[Stored dataset items]
══════════════════════════════

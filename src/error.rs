use thiserror::Error;

/// Result alias for `hsne`.
pub type Result<T> = std::result::Result<T, Error>;

/// Errors returned by hierarchy construction, queries and persistence.
///
/// Variants fall in two families: precondition violations (caller handed in
/// something the operation cannot work with) and runtime failures (I/O and
/// malformed files). Use [`Error::is_precondition`] / [`Error::is_runtime`]
/// to tell them apart.
#[derive(Debug, Error)]
pub enum Error {
    /// Input was empty.
    #[error("empty input provided")]
    EmptyInput,

    /// Dimension or length mismatch.
    #[error("dimension mismatch: expected {expected}, found {found}")]
    DimensionMismatch {
        /// Expected dimension.
        expected: usize,
        /// Found dimension.
        found: usize,
    },

    /// Invalid parameter value.
    #[error("invalid parameter '{name}': {message}")]
    InvalidParameter {
        /// Parameter name.
        name: &'static str,
        /// Error message.
        message: &'static str,
    },

    /// An index does not address an existing element.
    #[error("{what} index {index} out of range (len {len})")]
    IndexOutOfRange {
        /// What was indexed.
        what: &'static str,
        /// Offending index.
        index: usize,
        /// Length of the indexed collection.
        len: usize,
    },

    /// Generic precondition violation (unsorted bulk input, populated row, ...).
    #[error("precondition violated: {0}")]
    Precondition(String),

    /// Landmark selection produced no landmarks.
    #[error("no landmarks selected from a scale of {previous_scale_size} vertices")]
    NoLandmarks {
        /// Size of the scale being coarsened.
        previous_scale_size: usize,
    },

    /// Fixed-ratio selection ran out of attempts before reaching its target.
    #[error("landmark selection gave up after {attempts} attempts ({selected}/{requested} selected)")]
    LandmarkSelectionExhausted {
        /// Candidates drawn.
        attempts: usize,
        /// Landmarks accepted.
        selected: usize,
        /// Landmarks requested.
        requested: usize,
    },

    /// A transition row had no mass to normalize.
    #[error("transition row {row} has zero mass")]
    ZeroRowMass {
        /// Row (landmark) index.
        row: usize,
    },

    /// Underlying I/O failure.
    #[error("i/o error: {0}")]
    Io(#[from] std::io::Error),

    /// The file was written by an unknown format version.
    #[error("unsupported hierarchy format version {major}.{minor}")]
    UnsupportedVersion {
        /// Major version read from the stream.
        major: u32,
        /// Minor version read from the stream.
        minor: u32,
    },

    /// The stream is structurally invalid.
    #[error("malformed hierarchy file: {0}")]
    Format(String),

    /// Generic error with message.
    #[error("{0}")]
    Other(String),
}

impl Error {
    /// True for logic errors: the call was made with inputs that can never succeed.
    pub fn is_precondition(&self) -> bool {
        matches!(
            self,
            Error::EmptyInput
                | Error::DimensionMismatch { .. }
                | Error::InvalidParameter { .. }
                | Error::IndexOutOfRange { .. }
                | Error::Precondition(_)
                | Error::NoLandmarks { .. }
                | Error::ZeroRowMass { .. }
        )
    }

    /// True for environment failures: I/O, unreadable or foreign files.
    pub fn is_runtime(&self) -> bool {
        matches!(
            self,
            Error::Io(_) | Error::UnsupportedVersion { .. } | Error::Format(_)
        )
    }

    pub(crate) fn precondition(msg: impl Into<String>) -> Self {
        Error::Precondition(msg.into())
    }
}
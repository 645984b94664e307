//! Whole-matrix operations written against [`AffinityRow`].

use std::collections::BTreeSet;

use super::AffinityRow;
use crate::error::{Error, Result};

/// Transpose a row matrix with `n_cols` columns.
///
/// Row `j` of the result holds `(i, m[i][j])` for every row `i` of `rows`
/// that stores column `j`. Used to answer "who points at me" without a
/// full scan per query.
pub fn invert<R: AffinityRow>(rows: &[R], n_cols: usize) -> Result<Vec<R>> {
    let mut inverse: Vec<R> = vec![R::default(); n_cols];
    for (i, row) in rows.iter().enumerate() {
        for &(key, value) in row.entries().iter() {
            let slot = inverse.get_mut(key as usize).ok_or(Error::IndexOutOfRange {
                what: "column",
                index: key as usize,
                len: n_cols,
            })?;
            *slot.at(i as u32) = value;
        }
    }
    for row in &mut inverse {
        row.shrink_to_fit();
    }
    Ok(inverse)
}

/// Sum of a row's weights, accumulated in key order.
pub fn row_sum<R: AffinityRow>(row: &R) -> f64 {
    row.entries().iter().map(|&(_, v)| f64::from(v)).sum()
}

/// Outcome of normalizing one row.
#[derive(Debug, Clone, Copy, PartialEq)]
pub struct RowNormalization {
    /// Mass before normalization.
    pub mass: f64,
    /// Entries above `effective_threshold` after normalization.
    pub effective_entries: usize,
}

/// Scale a row to unit sum. Returns `None` (row untouched) if it has no mass.
pub fn normalize_row<R: AffinityRow>(row: &mut R, effective_threshold: f32) -> Option<RowNormalization> {
    let mass = row_sum(row);
    if mass <= 0.0 {
        return None;
    }
    let mut effective_entries = 0;
    row.for_each_mut(|_, v| {
        *v = (f64::from(*v) / mass) as f32;
        if *v > effective_threshold {
            effective_entries += 1;
        }
    });
    Some(RowNormalization {
        mass,
        effective_entries,
    })
}

/// Non-zero support of a matrix as `(row, column)` pairs.
pub fn support<R: AffinityRow>(rows: &[R]) -> BTreeSet<(u32, u32)> {
    rows.iter()
        .enumerate()
        .flat_map(|(i, row)| {
            row.entries()
                .iter()
                .filter(|&&(_, v)| v != 0.0)
                .map(|&(k, _)| (i as u32, k))
                .collect::<Vec<_>>()
        })
        .collect()
}

/// Fraction of empty cells in an `n_rows x n_cols` matrix holding `nnz` entries.
pub fn sparsity(nnz: usize, n_rows: usize, n_cols: usize) -> f64 {
    let cells = n_rows as f64 * n_cols as f64;
    if cells == 0.0 {
        return 1.0;
    }
    1.0 - nnz as f64 / cells
}

#[cfg(test)]
#[allow(clippy::unwrap_used)]
mod tests {
    use super::*;
    use crate::sparse::SortedRow;
    use proptest::prelude::*;
    use std::collections::{BTreeMap, HashMap};

    fn matrix(entries: &[&[(u32, f32)]]) -> Vec<SortedRow> {
        entries
            .iter()
            .map(|row| row.iter().copied().collect())
            .collect()
    }

    #[test]
    fn invert_transposes() {
        let m = matrix(&[&[(1, 0.5), (2, 0.5)], &[(0, 1.0)], &[]]);
        let t = invert(&m, 3).unwrap();
        assert_eq!(t[0].entries().as_ref(), &[(1, 1.0)]);
        assert_eq!(t[1].entries().as_ref(), &[(0, 0.5)]);
        assert_eq!(t[2].entries().as_ref(), &[(0, 0.5)]);
    }

    #[test]
    fn invert_rejects_out_of_range_columns() {
        let m = matrix(&[&[(5, 1.0)]]);
        let err = invert(&m, 2).unwrap_err();
        assert!(err.is_precondition());
    }

    #[test]
    fn normalize_reports_zero_mass() {
        let mut empty = SortedRow::new();
        assert!(normalize_row(&mut empty, 0.01).is_none());

        let mut row: SortedRow = [(0, 1.0), (3, 3.0)].into_iter().collect();
        let n = normalize_row(&mut row, 0.01).unwrap();
        assert_eq!(n.mass, 4.0);
        assert_eq!(n.effective_entries, 2);
        assert!((row_sum(&row) - 1.0).abs() < 1e-6);
    }

    #[test]
    fn backings_invert_identically() {
        let sorted = matrix(&[&[(2, 0.25), (0, 0.75)], &[(1, 1.0)], &[(0, 0.5), (2, 0.5)]]);
        let btree: Vec<BTreeMap<u32, f32>> = sorted
            .iter()
            .map(|r| r.iter().copied().collect())
            .collect();
        let hash: Vec<HashMap<u32, f32>> = sorted
            .iter()
            .map(|r| r.iter().copied().collect())
            .collect();

        let a: Vec<Vec<(u32, f32)>> = invert(&sorted, 3)
            .unwrap()
            .iter()
            .map(|r| r.entries().into_owned())
            .collect();
        let b: Vec<Vec<(u32, f32)>> = invert(&btree, 3)
            .unwrap()
            .iter()
            .map(|r| r.entries().into_owned())
            .collect();
        let c: Vec<Vec<(u32, f32)>> = invert(&hash, 3)
            .unwrap()
            .iter()
            .map(|r| r.entries().into_owned())
            .collect();
        assert_eq!(a, b);
        assert_eq!(a, c);
    }

    #[test]
    fn sparsity_of_empty_shape_is_one() {
        assert_eq!(sparsity(0, 0, 10), 1.0);
        assert!((sparsity(5, 2, 5) - 0.5).abs() < 1e-12);
    }

    proptest! {
        #[test]
        fn double_inversion_preserves_support(
            rows in proptest::collection::vec(
                proptest::collection::btree_map(0u32..20, 0.01f32..1.0, 0..8),
                1..30,
            )
        ) {
            let m: Vec<SortedRow> = rows
                .iter()
                .map(|r| r.iter().map(|(&k, &v)| (k, v)).collect())
                .collect();
            let t = invert(&m, 20).unwrap();
            let back = invert(&t, m.len()).unwrap();
            prop_assert_eq!(support(&m), support(&back));
        }
    }
}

══════════════════════════════

* **What is being asked**:
Look through the data above for the string "written" and copy every line where it appears.

* **Output for this task**:
    /// The file was written by an unknown format version.
//! Whole-matrix operations written against [`AffinityRow`].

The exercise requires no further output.